A 1001 MIDNIGHTS Review
by Bill Pronzini:


DASHIELL HAMMETT – The Maltese Falcon. Alfred A. Knopf, hardcover, 1929. Serialized in Black Mask magazine, September 1929 through January 1930. Reprinted many times, in both hardcover and soft, including Pocket #268, July 1944; 8th printing, October 1945, with dust jacket (both shown). Film: Warner Bros., 1931; also released as Dangerous Female. Also: Warner Bros., 1936, as Satan Met a Lady. Also: Warner Bros., 1941.

DASHIELL HAMMETT The Maltese Falcon

   The Maltese Falcon is the prototype hard-boiled private-eye novel, the finest ever written. It is also the most famous of all American detective stories, thanks in no small part to John Huston’s definitive 1941 screen version.

   Huston remained remarkably faithful to the novel, using most of Hammett’s original dialogue; and his casting was superb: Humphrey Bogart as Sam Spade; Mary Astor as Brigid 0’Shaughnessy; Sydney Greenstreet as Caspar Gutman; Peter Lorre as Joel Cairo; and Elisha Cook, Jr., as the little gunsel, Wilmer.

   (An interesting footnote is that Wamer Brothers originally wanted either Edward G. Robinson or George Raft for the lead role; it was only after both of those actors turned it down that Bogart — Huston’s choice from the first — was selected. The thought of either Robinson or Raft, fine actors though they were, portraying Spade is mind-boggling.)

   Sam Spade is likewise the quintessential tough detective. Other writers have altered his image, refined it; but the fact remains that without Spade, there would have been no Philip Marlowe, no Lew Archer, no uniquely American subgenre of detective fiction that has so captured the imaginations of millions that it has been elevated to the status of myth.

DASHIELL HAMMETT The Maltese Falcon

   Spade himself is a mythical figure, of course, owing in part to the fact that he is both enigmatic and misunderstood. Otherwise a Hammett admirer, Somerset Maugham called Spade “a nasty bit of goods … an unscrupulous rogue and heartless crook,” and said that “there is little to choose between him and the criminals he is dealing with.”

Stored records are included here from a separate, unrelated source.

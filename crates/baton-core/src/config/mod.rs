//! Application configuration
//!
//! The on-disk configuration (`~/.baton/config.toml`) and the store the
//! runner reads agents, models and prompts from.
//!
//! ```toml
//! [agents.coder]
//! model = "fast"
//! tools = ["file_read", "file_write"]
//! capabilities = ["mcp"]
//! max_recursions = 10
//!
//! [models.fast]
//! provider = "openai"
//! model = "gpt-4o-mini"
//! api_key = "${OPENAI_API_KEY}"
//! ```

mod store;

pub use store::{ConfigStore, FileConfigStore};

use crate::agents::{default_max_recursions, AgentConfig};
use crate::error::{Error, Result};
use crate::workflow::WorkflowAgent;
use baton_llm::{ModelConfig, SearchEngineConfig};
use serde::{Deserialize, Serialize};
use std::collections::BTreeMap;
use std::path::{Path, PathBuf};

/// Directory holding Baton's state (`~/.baton`)
#[must_use]
pub fn baton_home() -> PathBuf {
    dirs::home_dir()
        .unwrap_or_else(|| PathBuf::from("."))
        .join(".baton")
}

/// Default config file location
#[must_use]
pub fn default_config_path() -> PathBuf {
    baton_home().join("config.toml")
}

fn default_conversations_dir() -> PathBuf {
    baton_home().join("conversations")
}

/// Runner limits
#[derive(Debug, Clone, PartialEq, Serialize, Deserialize)]
pub struct RunnerSettings {
    /// Budget used when a workflow stage does not set one
    #[serde(default = "default_max_recursions")]
    pub default_max_recursions: i32,
    /// Maximum number of files attached to one prompt
    #[serde(default = "default_max_attachments")]
    pub max_attachments: usize,
    /// Files larger than this are skipped
    #[serde(default = "default_max_attachment_bytes")]
    pub max_attachment_bytes: u64,
}

fn default_max_attachments() -> usize {
    32
}

fn default_max_attachment_bytes() -> u64 {
    10 * 1024 * 1024
}

impl Default for RunnerSettings {
    fn default() -> Self {
        Self {
            default_max_recursions: default_max_recursions(),
            max_attachments: default_max_attachments(),
            max_attachment_bytes: default_max_attachment_bytes(),
        }
    }
}

/// MCP client settings
#[derive(Debug, Clone, PartialEq, Serialize, Deserialize)]
pub struct McpSettings {
    /// Server manifest location
    #[serde(default = "default_manifest_path")]
    pub manifest: PathBuf,
    /// Per-server connect and handshake timeout
    #[serde(default = "default_init_timeout_secs")]
    pub init_timeout_secs: u64,
}

fn default_manifest_path() -> PathBuf {
    baton_home().join("mcp.json")
}

fn default_init_timeout_secs() -> u64 {
    30
}

impl Default for McpSettings {
    fn default() -> Self {
        Self {
            manifest: default_manifest_path(),
            init_timeout_secs: default_init_timeout_secs(),
        }
    }
}

/// Log output format
#[derive(Debug, Clone, Copy, Default, PartialEq, Eq, Serialize, Deserialize)]
#[serde(rename_all = "lowercase")]
pub enum LogFormat {
    /// Human readable
    #[default]
    Text,
    /// One JSON object per line
    Json,
}

/// Logging settings
#[derive(Debug, Clone, PartialEq, Serialize, Deserialize)]
pub struct LoggingSettings {
    /// Filter directive used when `RUST_LOG` is unset
    #[serde(default = "default_log_level")]
    pub level: String,
    /// Console format
    #[serde(default)]
    pub format: LogFormat,
    /// Also write a daily-rolling log file at this path
    #[serde(default, skip_serializing_if = "Option::is_none")]
    pub file: Option<PathBuf>,
}

fn default_log_level() -> String {
    "baton=info".to_string()
}

impl Default for LoggingSettings {
    fn default() -> Self {
        Self {
            level: default_log_level(),
            format: LogFormat::Text,
            file: None,
        }
    }
}

/// Complete application configuration
#[derive(Debug, Clone, PartialEq, Serialize, Deserialize)]
pub struct AppConfig {
    /// Where transcripts are stored
    #[serde(default = "default_conversations_dir")]
    pub conversations_dir: PathBuf,
    /// Agent definitions by name
    #[serde(default)]
    pub agents: BTreeMap<String, AgentConfig>,
    /// Model definitions by name
    #[serde(default)]
    pub models: BTreeMap<String, ModelConfig>,
    /// Search engines by name
    #[serde(default)]
    pub search_engines: BTreeMap<String, SearchEngineConfig>,
    /// Prompt templates by name
    #[serde(default)]
    pub templates: BTreeMap<String, String>,
    /// System prompts by name
    #[serde(default)]
    pub system_prompts: BTreeMap<String, String>,
    /// Default workflow pipeline
    #[serde(default, skip_serializing_if = "Vec::is_empty")]
    pub workflow: Vec<WorkflowAgent>,
    /// Runner limits
    #[serde(default)]
    pub runner: RunnerSettings,
    /// MCP client settings
    #[serde(default)]
    pub mcp: McpSettings,
    /// Logging settings
    #[serde(default)]
    pub logging: LoggingSettings,
}

impl Default for AppConfig {
    fn default() -> Self {
        Self {
            agents: BTreeMap::new(),
            models: BTreeMap::new(),
            search_engines: BTreeMap::new(),
            templates: BTreeMap::new(),
            system_prompts: BTreeMap::new(),
            workflow: Vec::new(),
            runner: RunnerSettings::default(),
            mcp: McpSettings::default(),
            logging: LoggingSettings::default(),
            conversations_dir: default_conversations_dir(),
        }
    }
}

impl AppConfig {
    /// Parse a TOML document
    pub fn from_toml_str(content: &str) -> Result<Self> {
        let config: AppConfig = toml::from_str(content).map_err(|e| Error::InvalidConfig {
            field: "config".to_string(),
            message: e.to_string(),
        })?;
        Ok(config.normalize())
    }

    /// Load from a TOML file; a missing file yields the defaults
    pub fn load(path: &Path) -> Result<Self> {
        match std::fs::read_to_string(path) {
            Ok(content) => Self::from_toml_str(&content),
            Err(e) if e.kind() == std::io::ErrorKind::NotFound => Ok(Self::default()),
            Err(e) => Err(e.into()),
        }
    }

    /// Fill names that were left out in favour of the table key
    #[must_use]
    pub fn normalize(mut self) -> Self {
        for (key, agent) in &mut self.agents {
            if agent.name.is_empty() {
                agent.name.clone_from(key);
            }
        }
        for (key, engine) in &mut self.search_engines {
            if engine.name.is_empty() {
                engine.name.clone_from(key);
            }
        }
        self
    }

    /// Render as TOML
    pub fn to_toml_string(&self) -> Result<String> {
        toml::to_string_pretty(self).map_err(|e| Error::Internal(format!("config encode: {e}")))
    }

    /// Save to a TOML file, replacing it atomically
    pub fn save(&self, path: &Path) -> Result<()> {
        let content = self.to_toml_string()?;
        if let Some(parent) = path.parent() {
            std::fs::create_dir_all(parent)?;
        }
        let tmp = path.with_extension("toml.tmp");
        std::fs::write(&tmp, content)?;
        std::fs::rename(&tmp, path)?;
        Ok(())
    }

    /// Validate every agent and its references
    pub fn validate(&self) -> Result<()> {
        for agent in self.agents.values() {
            agent.validate()?;
            if !self.models.contains_key(&agent.model) {
                return Err(Error::InvalidConfig {
                    field: format!("agents.{}.model", agent.name),
                    message: format!("unknown model '{}'", agent.model),
                });
            }
            if let Some(search) = &agent.search {
                if !self.search_engines.contains_key(search) {
                    return Err(Error::InvalidConfig {
                        field: format!("agents.{}.search", agent.name),
                        message: format!("unknown search engine '{search}'"),
                    });
                }
            }
        }
        for (name, model) in &self.models {
            model.validate().map_err(|e| Error::InvalidConfig {
                field: format!("models.{name}"),
                message: e.to_string(),
            })?;
        }
        if self.runner.default_max_recursions != -1 && self.runner.default_max_recursions <= 0 {
            return Err(Error::InvalidConfig {
                field: "runner.default_max_recursions".to_string(),
                message: "must be -1 (unlimited) or greater than 0".to_string(),
            });
        }
        Ok(())
    }
}
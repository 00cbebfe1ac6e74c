//! Tool types for LLM function calling
//!
//! This module defines the types used for LLM tool/function calling capabilities.

use crate::error::{Error, Result};
use serde::{Deserialize, Serialize};

/// Tool definition for function calling
#[derive(Debug, Clone, PartialEq, Serialize, Deserialize)]
pub struct ToolDefinition {
    /// Tool name
    pub name: String,
    /// Tool description
    pub description: String,
    /// JSON schema for parameters
    pub parameters: serde_json::Value,
}

impl ToolDefinition {
    /// Create a new tool definition
    #[must_use]
    pub fn new(
        name: impl Into<String>,
        description: impl Into<String>,
        parameters: serde_json::Value,
    ) -> Self {
        Self {
            name: name.into(),
            description: description.into(),
            parameters,
        }
    }
}

/// A tool call requested by the model
#[derive(Debug, Clone, PartialEq, Serialize, Deserialize)]
pub struct ToolCall {
    /// Unique ID for this tool call
    pub id: String,
    /// Tool name
    pub name: String,
    /// Arguments object
    pub arguments: serde_json::Value,
}

impl ToolCall {
    /// Create a new tool call
    #[must_use]
    pub fn new(
        id: impl Into<String>,
        name: impl Into<String>,
        arguments: serde_json::Value,
    ) -> Self {
        Self {
            id: id.into(),
            name: name.into(),
            arguments,
        }
    }

    /// Parse arguments as a typed value
    pub fn parse_arguments<T: serde::de::DeserializeOwned>(&self) -> Result<T> {
        serde_json::from_value(self.arguments.clone())
            .map_err(|e| Error::InvalidResponse(e.to_string()))
    }
}

#[cfg(test)]
mod tests {
    use super::*;

    #[test]
    fn test_tool_definition() {
        let tool = ToolDefinition::new(
            "get_weather",
            "Get the current weather",
            serde_json::json!({
                "type": "object",
                "properties": {
                    "location": {"type": "string"}
                },
                "required": ["location"]
            }),
        );

        assert_eq!(tool.name, "get_weather");
        assert_eq!(tool.description, "Get the current weather");
    }

    #[test]
    fn test_tool_call_parse_arguments() {
        let tool_call = ToolCall::new(
            "call_123",
            "get_weather",
            serde_json::json!({"location": "Seoul"}),
        );

        #[derive(Deserialize)]
        struct Args {
            location: String,
        }

        let args: Args = tool_call.parse_arguments().unwrap();
        assert_eq!(args.location, "Seoul");
    }

    #[test]
    fn test_tool_call_parse_arguments_mismatch() {
        let tool_call = ToolCall::new("call_1", "x", serde_json::json!("not an object"));

        #[derive(Debug, Deserialize)]
        #[allow(dead_code)]
        struct Args {
            location: String,
        }

        assert!(tool_call.parse_arguments::<Args>().is_err());
    }
}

   Maugham missed the point completely. Spade is indeed a nasty bit of goods, an unscrupulous rogue and heartless crook — on the surface. That is his public persona, one he wears like a suit of old clothes or the gun he sometimes needs to carry.

   As he says to Brigid at the end of both novel and film, words identical in both: “Don’t be too sure I’m as crooked as I’m supposed to be. That kind of reputation might be good business — bringing in high-priced jobs and making it easier to deal with the enemy.”

DASHIELL HAMMETT The Maltese Falcon

   Spade is hardly a saint; but in his own way, and despite his affair with his partner’s wife, about which much has been made, he is an exceedingly moral man.

   Similarly, don’t be too sure The Maltese Falcon is everything it seems to be on the surface. It is hard-boiled, yes. Uncompromising, yes. Grim and brutal and even nasty in places, yes. But in its own way, it, too, is exceedingly moral.

   The plot of Falcon is familiar to nearly every detective story fan and film buff. Briefly, Spade is visited by a woman calling herself Miss Wonderly; she tells him her sister ran away from New York with a man named Floyd Thursby, that the three have a date that night, and that she wants Spade to rescue the sister.

   Enter Miles Archer, Spade’s partner, who says he’ll attend to the job himself. Which he does, but not very well: He gets himself shot to death in a back alley. Also shot that foggy San Francisco night is Floyd Thursby, in front of his hotel.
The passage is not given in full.